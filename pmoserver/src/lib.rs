//! # pmoserver - Serveurs HTTP de PMOConnect
//!
//! Cette crate regroupe la partie HTTP "sortante" du pont :
//!
//! - [`proxy`] : le proxy audio qui relaie le flux amont vers le renderer
//!   DLNA en injectant les en-têtes d'autorisation ;
//! - [`logs`] : l'initialisation du système de traces (`tracing`).
//!
//! ```rust,no_run
//! use pmoserver::proxy::{AudioProxy, ProxyOptions};
//! use tokio_util::sync::CancellationToken;
//!
//! # async fn run() -> anyhow::Result<()> {
//! let listener = tokio::net::TcpListener::bind("0.0.0.0:7120").await?;
//! let proxy = AudioProxy::new("http://192.168.1.10:7120", ProxyOptions::default())?;
//! proxy.clone().serve(listener, CancellationToken::new()).await?;
//! # Ok(())
//! # }
//! ```

pub mod logs;
pub mod proxy;

pub use proxy::{AudioProxy, ProxyError, ProxyOptions, SourceRefresher, TrackSource};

□ □ □ □

TASK STATEMENT:
Reproduce the data shown above in its entirety, keeping each word as it is.

SOLVED EXERCISE:
filename pmoserver/src/lib.rs
//! # pmoserver - Serveurs HTTP de PMOConnect
//!
//! Cette crate regroupe la partie HTTP "sortante" du pont :
//!
//! - [`proxy`] : le proxy audio qui relaie le flux amont vers le renderer
//!   DLNA en injectant les en-têtes d'autorisation ;
//! - [`logs`] : l'initialisation du système de traces (`tracing`).
//!
//! ```rust,no_run
//! use pmoserver::proxy::{AudioProxy, ProxyOptions};
//! use tokio_util::sync::CancellationToken;
//!
//! # async fn run() -> anyhow::Result<()> {
//! let listener = tokio::net::TcpListener::bind("0.0.0.0:7120").await?;
//! let proxy = AudioProxy::new("http://192.168.1.10:7120", ProxyOptions::default())?;
//! proxy.clone().serve(listener, CancellationToken::new()).await?;
//! # Ok(())
//! # }
//! ```

pub mod logs;
pub mod proxy;

pub use proxy::{AudioProxy, ProxyError, ProxyOptions, SourceRefresher, TrackSource};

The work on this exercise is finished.